The topics discussed are:

  1. Old dogs, new tricks: Acetazolamide plus loop diuretics improves decongestion 
    Adding acetazolamide, a carbonic anhydrase inhibitor that reduces renal proximal tubular sodium reabsorption, to loop diuretics in patients with acute decompensated heart failure with volume overload improved the rates of successful decongestion within 3 days, according to findings from the ADVOR trial. Because acetazolamide is inexpensive and clinics have >70 years of experience with this off-patent drug, it is anticipated that its wide adoption as a new standard-of-care will improve the speed and efficacy of decongestion, and will save millions of lives.

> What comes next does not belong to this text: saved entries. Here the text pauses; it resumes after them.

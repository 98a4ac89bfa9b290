//! # Ordered Set
//!
//! Insertion-ordered, membership-checked set used for `|`-delimited
//! attribute values such as `android:configChanges`.

use indexmap::IndexSet;

/// An insertion-order-preserving set of flags.
#[derive(Debug, Clone, Default, PartialEq, Eq)]
pub struct OrderedSet {
    items: IndexSet<String>,
}

impl OrderedSet {
    /// Splits `value` on `separator`, dropping empty segments and repeats.
    pub fn parse(value: &str, separator: char) -> Self {
        let mut set = Self::default();
        for segment in value.split(separator) {
            set.insert(segment.trim());
        }
        set
    }

    /// Appends `item` unless it is empty or already present.
    /// Returns `true` when the set grew.
    pub fn insert(&mut self, item: &str) -> bool {
        if item.is_empty() {
            return false;
        }
        self.items.insert(item.to_string())
    }

    /// Appends each catalog entry in catalog order, skipping present ones.
    /// Returns the number of entries added.
    pub fn union_in_order<'a, I>(&mut self, catalog: I) -> usize
    where
        I: IntoIterator<Item = &'a str>,
    {
        catalog.into_iter().filter(|item| self.insert(item)).count()
    }

    /// Membership check.
    pub fn contains(&self, item: &str) -> bool {
        self.items.contains(item)
    }

    /// Number of entries.
    pub fn len(&self) -> usize {
        self.items.len()
    }

    /// Whether the set is empty.
    pub fn is_empty(&self) -> bool {
        self.items.is_empty()
    }

    /// Iterates in insertion order.
    pub fn iter(&self) -> impl Iterator<Item = &str> {
        self.items.iter().map(String::as_str)
    }

    /// Joins the entries with `separator`.
    pub fn join(&self, separator: &str) -> String {
        self.iter().collect::<Vec<_>>().join(separator)
    }
}
#[cfg(test)]
mod tests {
    use super::*;
    use crate::config::ConfidenceFormat;
    use crate::model::MatchedComplex;
    use crate::matcher::similarity_metrics;

    fn policy() -> SourcePolicy {
        SourcePolicy {
            name: "huMAP".into(),
            database_id: "MI:2424".into(),
            identity_qualifier: "MI:0356".into(),
            subset_qualifier: "MI:1344".into(),
            cluster_qualifier: "MI:2386".into(),
            evidence_type: "ECO:0005547".into(),
            confidence_topic: Some("MI:1221".into()),
            confidence_format: ConfidenceFormat::Decimal { precision: 2 },
        }
    }

    fn terms() -> HashMap<String, String> {
        [
            ("MI:2424", "humap"),
            ("MI:0356", "identity"),
            ("MI:1344", "subset"),
            ("MI:2386", "complex-cluster"),
            ("ECO:0005547", "biological system reconstruction evidence"),
            ("MI:1221", "author-based confidence"),
        ]
        .into_iter()
        .map(|(k, v)| (k.to_string(), v.to_string()))
        .collect()
    }

    fn reconciler() -> Reconciler<HashMap<String, String>> {
        Reconciler::new(policy(), terms())
    }

    fn matched(result_type: MatchType, cand: &CandidateComplex, complexes: Vec<CuratedComplex>) -> MatchResult {
        MatchResult {
            match_type: result_type,
            matched: complexes
                .into_iter()
                .map(|complex| MatchedComplex {
                    metrics: similarity_metrics(&cand.member_accessions, &complex.member_accessions),
                    complex,
                })
                .collect(),
        }
    }

    fn xref(qualifier: &str, id: &str) -> Xref {
        Xref { database: "MI:2424".into(), qualifier: qualifier.into(), identifier: id.into() }
    }

    /// Apply every plan to the complexes it targets and rebuild the match.
    fn applied(result: &MatchResult, plans: &[ComplexPlan]) -> Vec<CuratedComplex> {
        result
            .complexes()
            .cloned()
            .map(|mut c| {
                let target = ComplexRef::Existing(c.accession.clone());
                for plan in plans.iter().filter(|p| p.complex == target) {
                    apply_plan(&mut c, plan);
                }
                c
            })
            .collect()
    }

    #[test]
    fn no_match_creates_identity_xrefs() {
        let cand = CandidateComplex::new(["H1", "H2"], ["P1", "P2"]).with_confidence(0.8731);
        let plans = reconciler().reconcile(&MatchResult::no_match(), &cand).unwrap();
        assert_eq!(plans.len(), 1);
        let plan = &plans[0];
        assert!(plan.is_new_complex());
        assert_eq!(plan.xref_ops.len(), 2);
        assert!(plan.xref_ops.iter().all(|op| op.kind == XrefKind::Identity));
        assert_eq!(
            plan.annotation_ops[0].action,
            AnnotationAction::Add { topic: "MI:1221".into(), text: "0.87".into() }
        );
    }

    #[test]
    fn exact_match_adds_missing_identity_only() {
        let cand = CandidateComplex::new(["H1", "H2"], ["P1", "P2"]);
        let mut cur = CuratedComplex::new("CPX-1", ["P1", "P2"]);
        cur.xrefs.push(xref("MI:0356", "H1"));
        let result = matched(MatchType::ExactMatch, &cand, vec![cur]);
        let plans = reconciler().reconcile(&result, &cand).unwrap();
        assert_eq!(plans.len(), 1);
        assert_eq!(plans[0].xref_ops.len(), 1);
        assert_eq!(
            plans[0].xref_ops[0].action,
            XrefAction::Add {
                database: "MI:2424".into(),
                qualifier: "MI:0356".into(),
                identifier: "H2".into()
            }
        );
    }

    #[test]
    fn exact_match_upgrades_stale_subset() {
        let cand = CandidateComplex::new(["H1"], ["P1", "P2"]);
        let mut cur = CuratedComplex::new("CPX-1", ["P1", "P2"]);
        cur.xrefs.push(xref("MI:1344", "H1"));
        let result = matched(MatchType::ExactMatch, &cand, vec![cur]);
        let plans = reconciler().reconcile(&result, &cand).unwrap();
        assert_eq!(
            plans[0].xref_ops[0].action,
            XrefAction::Update { existing: xref("MI:1344", "H1"), new_qualifier: "MI:0356".into() }
        );
    }

    #[test]
    fn subset_candidate_gets_subset_xref() {
        let cand = CandidateComplex::new(["H1"], ["P1", "P2"]);
        let cur = CuratedComplex::new("CPX-1", ["P1", "P2", "P3"]);
        let result = matched(MatchType::PartialMatch, &cand, vec![cur]);
        let plans = reconciler().reconcile(&result, &cand).unwrap();
        assert_eq!(plans.len(), 1);
        assert_eq!(plans[0].xref_ops[0].kind, XrefKind::Subset);
    }

    #[test]
    fn partial_never_adds_identity_and_drops_stale() {
        let cand = CandidateComplex::new(["H1"], ["P1", "P4"]);
        let mut cur = CuratedComplex::new("CPX-1", ["P1", "P2"]);
        cur.xrefs.push(xref("MI:0356", "H1"));
        cur.xrefs.push(Xref { database: "MI:0469".into(), qualifier: "MI:0356".into(), identifier: "H1".into() });
        let result = matched(MatchType::PartialMatch, &cand, vec![cur]);
        let plans = reconciler().reconcile(&result, &cand).unwrap();
        assert_eq!(plans[0].xref_ops.len(), 1);
        assert_eq!(plans[0].xref_ops[0].action, XrefAction::Remove { existing: xref("MI:0356", "H1") });
        assert!(plans[0].annotation_ops.is_empty());
    }

    #[test]
    fn cluster_xref_when_two_complexes_cover_candidate() {
        let cand = CandidateComplex::new(["H1"], ["P1", "P2", "P3", "P4"]);
        let a = CuratedComplex::new("CPX-A", ["P1", "P2"]);
        let b = CuratedComplex::new("CPX-B", ["P3", "P4"]);
        let c = CuratedComplex::new("CPX-C", ["P4", "P9"]);
        let result = matched(MatchType::PartialMatch, &cand, vec![a, b, c]);
        let plans = reconciler().reconcile(&result, &cand).unwrap();
        let targets: Vec<String> = plans.iter().map(|p| p.complex.to_string()).collect();
        assert_eq!(targets, vec!["CPX-A", "CPX-B"]);
        assert!(plans.iter().all(|p| p.xref_ops[0].kind == XrefKind::Cluster));
    }

    #[test]
    fn no_cluster_when_coverage_incomplete() {
        let cand = CandidateComplex::new(["H1"], ["P1", "P2", "P3", "P5"]);
        let a = CuratedComplex::new("CPX-A", ["P1", "P2"]);
        let b = CuratedComplex::new("CPX-B", ["P3"]);
        let result = matched(MatchType::PartialMatch, &cand, vec![a, b]);
        assert!(reconciler().reconcile(&result, &cand).unwrap().is_empty());
    }

    #[test]
    fn multiple_exact_produces_nothing() {
        let cand = CandidateComplex::new(["H1"], ["P1"]);
        let result = matched(
            MatchType::MultipleExactMatches,
            &cand,
            vec![CuratedComplex::new("CPX-1", ["P1"]), CuratedComplex::new("CPX-2", ["P1"])],
        );
        assert!(reconciler().reconcile(&result, &cand).unwrap().is_empty());
    }

    #[test]
    fn annotation_compared_as_formatted_text() {
        let cand = CandidateComplex::new(["H1"], ["P1", "P2"]).with_confidence(0.501);
        let mut cur = CuratedComplex::new("CPX-1", ["P1", "P2"]);
        cur.xrefs.push(xref("MI:0356", "H1"));
        // 0.501 formats as "0.50" at precision 2: already satisfied.
        cur.annotations.push(Annotation { topic: "MI:1221".into(), text: "0.50".into() });
        let result = matched(MatchType::ExactMatch, &cand, vec![cur.clone()]);
        assert!(reconciler().reconcile(&result, &cand).unwrap().is_empty());

        // "0.5" is numerically equal but a different string, so it is updated.
        cur.annotations[0].text = "0.5".into();
        let result = matched(MatchType::ExactMatch, &cand, vec![cur]);
        let plans = reconciler().reconcile(&result, &cand).unwrap();
        assert_eq!(
            plans[0].annotation_ops[0].action,
            AnnotationAction::Update {
                existing: Annotation { topic: "MI:1221".into(), text: "0.5".into() },
                new_text: "0.50".into()
            }
        );
    }

    #[test]
    fn reapplying_is_idempotent() {
        let cand = CandidateComplex::new(["H1", "H2"], ["P1", "P2", "P3", "P4"]).with_confidence(0.9);
        let mut a = CuratedComplex::new("CPX-A", ["P1", "P2"]);
        a.xrefs.push(xref("MI:0356", "H2"));
        let b = CuratedComplex::new("CPX-B", ["P3", "P4"]);
        let result = matched(MatchType::PartialMatch, &cand, vec![a, b]);

        let rec = reconciler();
        let first = rec.reconcile(&result, &cand).unwrap();
        assert!(!first.is_empty());

        let updated = applied(&result, &first);
        let again = matched(MatchType::PartialMatch, &cand, updated);
        assert!(rec.reconcile(&again, &cand).unwrap().is_empty());
    }

    #[test]
    fn applying_a_plan_twice_changes_nothing() {
        let cand = CandidateComplex::new(["H1"], ["P1", "P2"]).with_confidence(0.75);
        let curated = CuratedComplex::new("CPX-1", ["P1", "P2"]);
        let result = matched(MatchType::ExactMatch, &cand, vec![curated.clone()]);
        let plans = reconciler().reconcile(&result, &cand).unwrap();

        let mut once = curated;
        apply_plan(&mut once, &plans[0]);
        let mut twice = once.clone();
        apply_plan(&mut twice, &plans[0]);
        assert_eq!(once, twice);
        assert_eq!(twice.xrefs.len(), 1);
        assert_eq!(twice.annotations.len(), 1);
    }

    #[test]
    fn missing_term_is_item_level() {
        let mut t = terms();
        t.remove("MI:1344");
        let rec = Reconciler::new(policy(), t);
        let cand = CandidateComplex::new(["H1"], ["P1"]);
        let result = matched(MatchType::PartialMatch, &cand, vec![CuratedComplex::new("CPX-1", ["P1", "P2"])]);
        let err = rec.reconcile(&result, &cand).unwrap_err();
        assert!(err.is_item_level());
        assert!(err.to_string().contains("MI:1344"));
    }

    #[test]
    fn terms_are_cached() {
        let rec = reconciler();
        let cand = CandidateComplex::new(["H1"], ["P1"]);
        rec.reconcile(&MatchResult::no_match(), &cand).unwrap();
        let cached = rec.cache().len();
        assert!(cached >= 3);
        assert_eq!(
            rec.cache().get_or_resolve(LookupKind::Qualifier, "MI:0356", &HashMap::<String, String>::new()).unwrap(),
            "identity"
        );
        rec.reconcile(&MatchResult::no_match(), &cand).unwrap();
        assert_eq!(rec.cache().len(), cached);
    }
}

  2. Polypill SECUREs win in secondary prevention in elderly
    The 3-drug fixed-dose ‘polypill’ containing aspirin, ramipril, and atorvastatin, prevents secondary cardiovascular events in people ≥65 years old who have previously had a myocardial infarction, reducing cardiovascular mortality by 33% in this vulnerable patient population.

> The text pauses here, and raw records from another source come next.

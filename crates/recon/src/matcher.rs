use std::collections::{BTreeSet, HashSet};

use crate::error::ReconError;
use crate::model::{CandidateComplex, CuratedComplex, MatchResult, MatchType, MatchedComplex, SimilarityMetrics};

/// Read-only view of the curated registry, queryable by member accession.
///
/// Implementations are shared across worker threads. Connectivity failures
/// should surface as [`ReconError::Infrastructure`] so callers can retry.
pub trait ComplexRegistry: Sync {
    fn complexes_containing(&self, accession: &str) -> Result<Vec<CuratedComplex>, ReconError>;
}

/// Jaccard index of two sets. Two empty sets are identical.
pub fn jaccard(a: &BTreeSet<String>, b: &BTreeSet<String>) -> f64 {
    let common = a.intersection(b).count();
    let union = a.len() + b.len() - common;
    if union == 0 {
        return 1.0;
    }
    common as f64 / union as f64
}

pub fn similarity_metrics(
    candidate: &BTreeSet<String>,
    curated: &BTreeSet<String>,
) -> SimilarityMetrics {
    let common = candidate.intersection(curated).count();
    let extra = curated.len() - common;
    let missing = candidate.len() - common;
    let total = common + extra + missing;
    SimilarityMetrics {
        proteins_in_common: common,
        extra_in_complex: extra,
        missing_in_complex: missing,
        similarity: if total == 0 { 1.0 } else { common as f64 / total as f64 },
    }
}

/// Classify a candidate against the registry. Never mutates the registry.
///
/// Partial matches are ranked by similarity (descending), ties broken by
/// ascending accession.
pub fn match_candidate<R>(candidate: &CandidateComplex, registry: &R) -> Result<MatchResult, ReconError>
where
    R: ComplexRegistry + ?Sized,
{
    let overlapping = overlapping_complexes(candidate, registry)?;
    if overlapping.is_empty() {
        return Ok(MatchResult::no_match());
    }

    let scored: Vec<MatchedComplex> = overlapping
        .into_iter()
        .map(|complex| {
            let metrics = similarity_metrics(&candidate.member_accessions, &complex.member_accessions);
            MatchedComplex { complex, metrics }
        })
        .collect();

    let exact: Vec<MatchedComplex> = scored.iter().filter(|m| m.metrics.is_exact()).cloned().collect();
    match exact.len() {
        0 => {}
        1 => {
            return Ok(MatchResult { match_type: MatchType::ExactMatch, matched: exact });
        }
        _ => {
            return Ok(MatchResult { match_type: MatchType::MultipleExactMatches, matched: exact });
        }
    }

    let mut partial = scored;
    partial.sort_by(|a, b| {
        b.metrics
            .similarity
            .total_cmp(&a.metrics.similarity)
            .then_with(|| a.complex.accession.cmp(&b.complex.accession))
    });

    Ok(MatchResult { match_type: MatchType::PartialMatch, matched: partial })
}

/// Every curated complex sharing at least one member, in discovery order.
fn overlapping_complexes<R>(
    candidate: &CandidateComplex,
    registry: &R,
) -> Result<Vec<CuratedComplex>, ReconError>
where
    R: ComplexRegistry + ?Sized,
{
    let mut seen: HashSet<String> = HashSet::new();
    let mut found = Vec::new();
    for accession in &candidate.member_accessions {
        for complex in registry.complexes_containing(accession)? {
            if seen.insert(complex.accession.clone()) {
                found.push(complex);
            }
        }
    }
    Ok(found)
}
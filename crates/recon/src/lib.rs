//! `complexrecon`: candidate complex merging, matching and cross-reference
//! reconciliation engine.
//!
//! Pure engine crate: receives pre-loaded candidates and a queryable
//! registry, returns classified results and xref plans. No CLI or network
//! dependencies; identifier resolution is a trait the caller implements.

pub mod config;
pub mod covariation;
pub mod error;
pub mod input;
pub mod matcher;
pub mod merge;
pub mod model;
pub mod pipeline;
pub mod reconcile;
pub mod registry;
pub mod report;
pub mod resolver;

pub use config::{ReconConfig, SourcePolicy};
pub use error::ReconError;
pub use matcher::{match_candidate, ComplexRegistry};
pub use merge::merge_candidates;
pub use model::{CandidateComplex, ComplexPlan, CuratedComplex, MatchResult, MatchType};
pub use pipeline::{Pipeline, PipelineOutcome, PipelineSummary};
pub use reconcile::Reconciler;
pub use registry::{InMemoryRegistry, PlanSink};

  3. First RCT evidence for use of AI in daily practice 
    In the first and only randomised-controlled trial of its kind, initial assessment of left ventricular ejection fraction (LVEF) by artificial intelligence (AI) was non-inferior and superior to initial sonographer assessment. After blinded review of initial LVEF assessment, cardiologists were less likely to substantially change their final report with initial AI assessment than sonographer assessment. Furthermore, AI-guided assessment took less time for cardiologists to overread, and was more consistent in test-retest modelling.
  4. Fears regarding effect of neprilysin inhibition on cognition removed
    Initial results of the PERSPECTIVE trial demonstrated no evidence that neprilysin inhibition increased the risk of cognitive impairment, due to accumulation of amyloid-β in the brain, in patients with heart failure with mildly reduced or preserved ejection fraction (HFmrEF/HFpEF). These data should set to rest concerns about increased cerebral amyloid-β deposition with sacubitril/valsartan related to neprilysin inhibition.

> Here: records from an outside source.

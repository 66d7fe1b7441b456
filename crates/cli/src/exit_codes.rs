//! CLI Exit Code Registry
//!
//! This is the single source of truth for all CLI exit codes.
//! Exit codes are part of the shell contract; batch schedulers rely on them.
//!
//! # Exit Code Ranges
//!
//! | Range   | Domain           | Description                              |
//! |---------|------------------|------------------------------------------|
//! | 0       | Universal        | Success                                  |
//! | 2       | Universal        | CLI usage error (bad args, missing file) |
//! | 3-9     | run              | Config, input and batch outcomes         |
//! | 50-59   | resolver         | Identifier mapping service               |
//!
//! # Adding New Exit Codes
//!
//! 1. Add the constant in the appropriate range
//! 2. Document what triggers it
//! 3. Update the table above
//! 4. Wire it into [`recon_exit_code`] or the command's error handling

use complexrecon::ReconError;

// =============================================================================
// Universal (0, 2)
// =============================================================================

/// Success - command completed without errors.
pub const EXIT_SUCCESS: u8 = 0;

/// Usage error - bad arguments, unreadable config or input file.
pub const EXIT_USAGE: u8 = 2;

// =============================================================================
// Run (3-9)
// =============================================================================

/// Config failed to parse or validate.
pub const EXIT_CONFIG_INVALID: u8 = 3;

/// Input file malformed (missing column, bad row).
pub const EXIT_INPUT_INVALID: u8 = 4;

/// Batch finished but some candidates were skipped (errors/failed reports
/// are non-empty). Only returned with `--strict`.
pub const EXIT_ITEMS_SKIPPED: u8 = 5;

/// A chunk exhausted its retries; the batch stopped. Rerun to resume from
/// the checkpoint.
pub const EXIT_CHUNK_FAILED: u8 = 6;

/// Could not write reports, plan or checkpoint.
pub const EXIT_OUTPUT: u8 = 7;

// =============================================================================
// Resolver (50-59)
// =============================================================================

/// Request rejected by the mapping service (4xx other than 429).
pub const EXIT_RESOLVER_REJECTED: u8 = 50;

/// Mapping service unreachable, 5xx or rate limited after retries.
pub const EXIT_RESOLVER_UPSTREAM: u8 = 51;

// =============================================================================
// Engine error mapping
// =============================================================================

/// Map an engine error to its exit code.
pub fn recon_exit_code(err: &ReconError) -> u8 {
    match err {
        ReconError::ConfigParse(_) | ReconError::ConfigValidation(_) => EXIT_CONFIG_INVALID,
        ReconError::MissingColumn { .. } | ReconError::Csv(_) => EXIT_INPUT_INVALID,
        ReconError::ResolverRejected(_) => EXIT_RESOLVER_REJECTED,
        ReconError::MalformedInput { .. } | ReconError::LookupNotFound { .. } => EXIT_INPUT_INVALID,
        ReconError::ChunkFailed { .. } => EXIT_CHUNK_FAILED,
        ReconError::Infrastructure(_) => EXIT_RESOLVER_UPSTREAM,
        ReconError::Io(_) | ReconError::Serialization(_) => EXIT_OUTPUT,
    }
}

  5. AXIOMATIC-SSP: Reducing risk of ischaemic stroke with factor Xia inhibition?
    Late-breaking findings from the phase 2, dose-ranging AXIOMATIC-SSP trial showed that, although dose response was not observed, a 30% relative risk reduction was demonstrated in symptomatic ischaemic strokes for patients randomised to milvexian arms compared with placebo in participants treated with dual antiplatelets. The milvexian safety signal was also encouraging: no fatal bleeding and no increase in symptomatic intracranial haemorrhage was reported.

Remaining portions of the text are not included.